Up to and including the line that contains "the data feed.", repeat each line of the data exactly, starting from the first.

→ SUPPLIED DATA:
---*---
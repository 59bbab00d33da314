//! Game records: the loosely typed input as it arrives, and the validated form the
//! scorers consume.
//!
//! Every analytical field is optional on the wire. Defaults are applied exactly once,
//! in [`GameRecord::try_from`], so nothing downstream handles absence.

use std::fmt;
use std::str::FromStr;

use rust_decimal::Decimal;
use serde::{Deserialize, Serialize};

use crate::error::{AnalysisError, Result};

pub const DEFAULT_OFFENSIVE_RATING: f64 = 110.0;
pub const DEFAULT_DEFENSIVE_RATING: f64 = 110.0;
pub const DEFAULT_HOME_LAST_5: &str = "3-2";
pub const DEFAULT_AWAY_LAST_5: &str = "2-3";
pub const DEFAULT_REST_DAYS: i64 = 1;
pub const DEFAULT_PACE: f64 = 100.0;
pub const DEFAULT_HOME_HOME_RECORD: &str = "15-10";
pub const DEFAULT_PUBLIC_BETTING_PCT: f64 = 50.0;
pub const DEFAULT_HOME_ATS_RECORD: &str = "12-8";
pub const DEFAULT_PROP_PLAYER: &str = "Player Name";
pub const DEFAULT_MONEYLINE_ODDS: &str = "N/A";
pub const DEFAULT_JUICE: &str = "-110";
/// Shown wherever a betting line was not supplied.
pub const MISSING_LINE: &str = "N/A";

/// A game record exactly as supplied by the data feed.
#[derive(Debug, Clone, Default, Serialize, Deserialize)]
#[serde(default)]
pub struct RawGameRecord {
    pub game_id: Option<String>,
    pub home_team: Option<String>,
    pub away_team: Option<String>,
    pub game_time: Option<String>,

    pub home_offensive_rating: Option<f64>,
    pub away_defensive_rating: Option<f64>,
    pub home_last_5_record: Option<String>,
    pub away_last_5_record: Option<String>,
    pub home_rest_days: Option<i64>,
    pub away_rest_days: Option<i64>,
    pub home_key_injuries: Option<Vec<String>>,
    pub away_key_injuries: Option<Vec<String>>,
    pub home_pace: Option<f64>,
    pub away_pace: Option<f64>,
    pub home_home_record: Option<String>,
    pub home_ats_record: Option<String>,

    pub power_rating_diff: Option<Decimal>,
    pub spread: Option<Decimal>,
    pub total_line: Option<Decimal>,
    pub public_betting_pct: Option<f64>,
    pub moneyline_odds: Option<String>,
    pub spread_odds: Option<String>,
    pub total_odds: Option<String>,

    pub has_prop_outliers: Option<bool>,
    pub prop_player: Option<String>,
}

impl RawGameRecord {
    /// Deserialize one slate entry. A field of the wrong type fails this record only.
    pub fn from_json(value: serde_json::Value) -> Result<Self> {
        serde_json::from_value(value).map_err(|e| AnalysisError::InvalidRecord(e.to_string()))
    }
}

/// A win-loss record such as `"4-1"`.
#[derive(Debug, Clone, Copy, PartialEq, Eq)]
pub struct WinLoss {
    pub wins: u32,
    pub losses: u32,
}

impl WinLoss {
    /// Widened so that two `u32` counts cannot overflow.
    pub fn games(&self) -> u64 {
        u64::from(self.wins) + u64::from(self.losses)
    }

    /// Fraction of games won, or `None` when no games were played.
    pub fn win_pct(&self) -> Option<f64> {
        match self.games() {
            0 => None,
            games => Some(f64::from(self.wins) / games as f64),
        }
    }

    /// Parse a record, attributing failures to `field`.
    pub fn parse_field(field: &'static str, value: &str) -> Result<Self> {
        value
            .parse()
            .map_err(|_: ParseWinLossError| AnalysisError::MalformedRecordString {
                field,
                value: value.to_string(),
            })
    }
}

#[derive(Debug, Clone, Copy, PartialEq, Eq)]
pub struct ParseWinLossError;

impl FromStr for WinLoss {
    type Err = ParseWinLossError;

    /// Accepts two non-negative integers joined by exactly one hyphen. Leading and
    /// trailing whitespace around the whole record is ignored; whitespace inside it is not.
    fn from_str(s: &str) -> std::result::Result<Self, Self::Err> {
        let (wins, losses) = s.trim().split_once('-').ok_or(ParseWinLossError)?;
        let digits = |part: &str| -> std::result::Result<u32, ParseWinLossError> {
            if part.is_empty() || !part.bytes().all(|b| b.is_ascii_digit()) {
                return Err(ParseWinLossError);
            }
            part.parse().map_err(|_| ParseWinLossError)
        };
        Ok(Self {
            wins: digits(wins)?,
            losses: digits(losses)?,
        })
    }
}

impl fmt::Display for WinLoss {
    fn fmt(&self, f: &mut fmt::Formatter<'_>) -> fmt::Result {
        write!(f, "{}-{}", self.wins, self.losses)
    }
}

/// A fully populated game record. Produced only through validation of a
/// [`RawGameRecord`].
#[derive(Debug, Clone, PartialEq)]
pub struct GameRecord {
    pub game_id: String,
    pub home_team: String,
    pub away_team: String,
    pub game_time: String,

    pub home_offensive_rating: f64,
    pub away_defensive_rating: f64,
    pub home_last_5: WinLoss,
    pub away_last_5: WinLoss,
    pub home_rest_days: i64,
    pub away_rest_days: i64,
    pub home_key_injuries: Vec<String>,
    pub away_key_injuries: Vec<String>,
    pub home_pace: f64,
    pub away_pace: f64,
    pub home_home_record: WinLoss,
    /// Display only, never parsed.
    pub home_ats_record: String,

    pub power_rating_diff: Decimal,
    /// Posted spread from the home team's side. `None` when no line is up.
    pub spread: Option<Decimal>,
    pub total_line: Option<Decimal>,
    pub public_betting_pct: f64,
    pub moneyline_odds: String,
    pub spread_odds: String,
    pub total_odds: String,

    pub has_prop_outliers: bool,
    pub prop_player: String,
}

impl GameRecord {
    /// `"<away> @ <home>"`.
    pub fn matchup_label(&self) -> String {
        format!("{} @ {}", self.away_team, self.home_team)
    }

    pub fn combined_pace(&self) -> f64 {
        (self.home_pace + self.away_pace) / 2.0
    }

    /// Spread used for numeric comparisons; an absent line counts as pick'em.
    pub fn spread_points(&self) -> Decimal {
        self.spread.unwrap_or(Decimal::ZERO)
    }

    pub fn spread_label(&self) -> String {
        line_label(self.spread)
    }

    pub fn total_line_label(&self) -> String {
        line_label(self.total_line)
    }
}

fn line_label(line: Option<Decimal>) -> String {
    line.map(|l| l.normalize().to_string())
        .unwrap_or_else(|| MISSING_LINE.to_string())
}

fn required(field: &'static str, value: Option<String>) -> Result<String> {
    match value {
        Some(v) if !v.trim().is_empty() => Ok(v),
        _ => Err(AnalysisError::MissingRequiredField(field)),
    }
}

fn win_loss(field: &'static str, value: Option<String>, default: &str) -> Result<WinLoss> {
    WinLoss::parse_field(field, value.as_deref().unwrap_or(default))
}

impl TryFrom<RawGameRecord> for GameRecord {
    type Error = AnalysisError;

    fn try_from(raw: RawGameRecord) -> Result<Self> {
        Ok(Self {
            game_id: required("game_id", raw.game_id)?,
            home_team: required("home_team", raw.home_team)?,
            away_team: required("away_team", raw.away_team)?,
            game_time: required("game_time", raw.game_time)?,

            home_offensive_rating: raw
                .home_offensive_rating
                .unwrap_or(DEFAULT_OFFENSIVE_RATING),
            away_defensive_rating: raw
                .away_defensive_rating
                .unwrap_or(DEFAULT_DEFENSIVE_RATING),
            home_last_5: win_loss(
                "home_last_5_record",
                raw.home_last_5_record,
                DEFAULT_HOME_LAST_5,
            )?,
            away_last_5: win_loss(
                "away_last_5_record",
                raw.away_last_5_record,
                DEFAULT_AWAY_LAST_5,
            )?,
            home_rest_days: raw.home_rest_days.unwrap_or(DEFAULT_REST_DAYS),
            away_rest_days: raw.away_rest_days.unwrap_or(DEFAULT_REST_DAYS),
            home_key_injuries: raw.home_key_injuries.unwrap_or_default(),
            away_key_injuries: raw.away_key_injuries.unwrap_or_default(),
            home_pace: raw.home_pace.unwrap_or(DEFAULT_PACE),
            away_pace: raw.away_pace.unwrap_or(DEFAULT_PACE),
            home_home_record: win_loss(
                "home_home_record",
                raw.home_home_record,
                DEFAULT_HOME_HOME_RECORD,
            )?,
            home_ats_record: raw
                .home_ats_record
                .unwrap_or_else(|| DEFAULT_HOME_ATS_RECORD.to_string()),

            power_rating_diff: raw.power_rating_diff.unwrap_or(Decimal::ZERO),
            spread: raw.spread,
            total_line: raw.total_line,
            public_betting_pct: raw
                .public_betting_pct
                .unwrap_or(DEFAULT_PUBLIC_BETTING_PCT),
            moneyline_odds: raw
                .moneyline_odds
                .unwrap_or_else(|| DEFAULT_MONEYLINE_ODDS.to_string()),
            spread_odds: raw.spread_odds.unwrap_or_else(|| DEFAULT_JUICE.to_string()),
            total_odds: raw.total_odds.unwrap_or_else(|| DEFAULT_JUICE.to_string()),

            has_prop_outliers: raw.has_prop_outliers.unwrap_or(false),
            prop_player: raw
                .prop_player
                .unwrap_or_else(|| DEFAULT_PROP_PLAYER.to_string()),
        })
    }
}

#[cfg(test)]
mod tests {
    use super::*;
    use rust_decimal_macros::dec;
    use serde_json::json;

    fn raw(value: serde_json::Value) -> RawGameRecord {
        serde_json::from_value(value).expect("record should deserialize")
    }

    fn identity() -> serde_json::Value {
        json!({
            "game_id": "g1",
            "home_team": "Celtics",
            "away_team": "Knicks",
            "game_time": "7:30 PM ET",
        })
    }

    #[test]
    fn test_defaults_applied_when_fields_absent() {
        let record = GameRecord::try_from(raw(identity())).unwrap();
        assert_eq!(record.home_offensive_rating, 110.0);
        assert_eq!(record.home_last_5, WinLoss { wins: 3, losses: 2 });
        assert_eq!(record.away_last_5, WinLoss { wins: 2, losses: 3 });
        assert_eq!(record.home_rest_days, 1);
        assert_eq!(record.home_home_record, WinLoss { wins: 15, losses: 10 });
        assert_eq!(record.spread, None);
        assert_eq!(record.spread_points(), Decimal::ZERO);
        assert_eq!(record.spread_label(), "N/A");
        assert_eq!(record.moneyline_odds, "N/A");
        assert_eq!(record.spread_odds, "-110");
        assert_eq!(record.prop_player, "Player Name");
        assert!(!record.has_prop_outliers);
        assert!(record.away_key_injuries.is_empty());
    }

    #[test]
    fn test_missing_identity_field_fails_fast() {
        let mut value = identity();
        value.as_object_mut().unwrap().remove("game_time");
        let err = GameRecord::try_from(raw(value)).unwrap_err();
        assert_eq!(err, AnalysisError::MissingRequiredField("game_time"));
    }

    #[test]
    fn test_blank_team_name_is_missing() {
        let mut value = identity();
        value["home_team"] = json!("  ");
        let err = GameRecord::try_from(raw(value)).unwrap_err();
        assert_eq!(err, AnalysisError::MissingRequiredField("home_team"));
    }

    #[test]
    fn test_malformed_record_string_names_field() {
        let mut value = identity();
        value["away_last_5_record"] = json!("two-three");
        let err = GameRecord::try_from(raw(value)).unwrap_err();
        assert_eq!(
            err,
            AnalysisError::MalformedRecordString {
                field: "away_last_5_record",
                value: "two-three".to_string(),
            }
        );
    }

    #[test]
    fn test_win_loss_parsing() {
        assert_eq!("4-1".parse::<WinLoss>(), Ok(WinLoss { wins: 4, losses: 1 }));
        assert_eq!(" 20-5 ".parse::<WinLoss>(), Ok(WinLoss { wins: 20, losses: 5 }));
        assert!("4".parse::<WinLoss>().is_err());
        assert!("4--1".parse::<WinLoss>().is_err());
        assert!("-4-1".parse::<WinLoss>().is_err());
        assert!("4-1-0".parse::<WinLoss>().is_err());
        assert!("+4-1".parse::<WinLoss>().is_err());
    }

    #[test]
    fn test_inner_whitespace_is_malformed() {
        assert!("20 -5".parse::<WinLoss>().is_err());
        assert!("20- 5".parse::<WinLoss>().is_err());
    }

    #[test]
    fn test_win_pct_extreme_counts_do_not_overflow() {
        let mut value = identity();
        value["home_home_record"] = json!("4294967295-1");
        let record = GameRecord::try_from(raw(value)).unwrap();
        assert_eq!(record.home_home_record.games(), 4_294_967_296);
        let pct = record.home_home_record.win_pct().unwrap();
        assert!(pct > 0.999_999 && pct < 1.0);
    }

    #[test]
    fn test_from_json_rejects_wrong_field_type() {
        let mut value = identity();
        value["home_rest_days"] = json!(1.5);
        let err = RawGameRecord::from_json(value).unwrap_err();
        assert!(matches!(err, AnalysisError::InvalidRecord(ref msg) if msg.contains("1.5")));

        let mut value = identity();
        value["spread"] = json!({"points": -5.5});
        assert!(RawGameRecord::from_json(value).is_err());

        let record = RawGameRecord::from_json(identity()).unwrap();
        assert_eq!(record.game_id.as_deref(), Some("g1"));
    }

    #[test]
    fn test_win_pct_empty_record() {
        assert_eq!(WinLoss { wins: 0, losses: 0 }.win_pct(), None);
        assert_eq!(WinLoss { wins: 20, losses: 5 }.win_pct(), Some(0.8));
    }

    #[test]
    fn test_lines_accept_numbers_and_strings() {
        let mut value = identity();
        value["spread"] = json!(-5.5);
        value["total_line"] = json!("221.5");
        let record = GameRecord::try_from(raw(value)).unwrap();
        assert_eq!(record.spread, Some(dec!(-5.5)));
        assert_eq!(record.spread_label(), "-5.5");
        assert_eq!(record.total_line_label(), "221.5");
        assert_eq!(record.matchup_label(), "Knicks @ Celtics");
    }
}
---*---
→ ANSWER TO THE PROBLEM:
repository 59bbab00d33da314
//! Game records: the loosely typed input as it arrives, and the validated form the
//! scorers consume.
//!
//! Every analytical field is optional on the wire. Defaults are applied exactly once,
//! in [`GameRecord::try_from`], so nothing downstream handles absence.

use std::fmt;
use std::str::FromStr;

use rust_decimal::Decimal;
use serde::{Deserialize, Serialize};

use crate::error::{AnalysisError, Result};

pub const DEFAULT_OFFENSIVE_RATING: f64 = 110.0;
pub const DEFAULT_DEFENSIVE_RATING: f64 = 110.0;
pub const DEFAULT_HOME_LAST_5: &str = "3-2";
pub const DEFAULT_AWAY_LAST_5: &str = "2-3";
pub const DEFAULT_REST_DAYS: i64 = 1;
pub const DEFAULT_PACE: f64 = 100.0;
pub const DEFAULT_HOME_HOME_RECORD: &str = "15-10";
pub const DEFAULT_PUBLIC_BETTING_PCT: f64 = 50.0;
pub const DEFAULT_HOME_ATS_RECORD: &str = "12-8";
pub const DEFAULT_PROP_PLAYER: &str = "Player Name";
pub const DEFAULT_MONEYLINE_ODDS: &str = "N/A";
pub const DEFAULT_JUICE: &str = "-110";
/// Shown wherever a betting line was not supplied.
pub const MISSING_LINE: &str = "N/A";

/// A game record exactly as supplied by the data feed.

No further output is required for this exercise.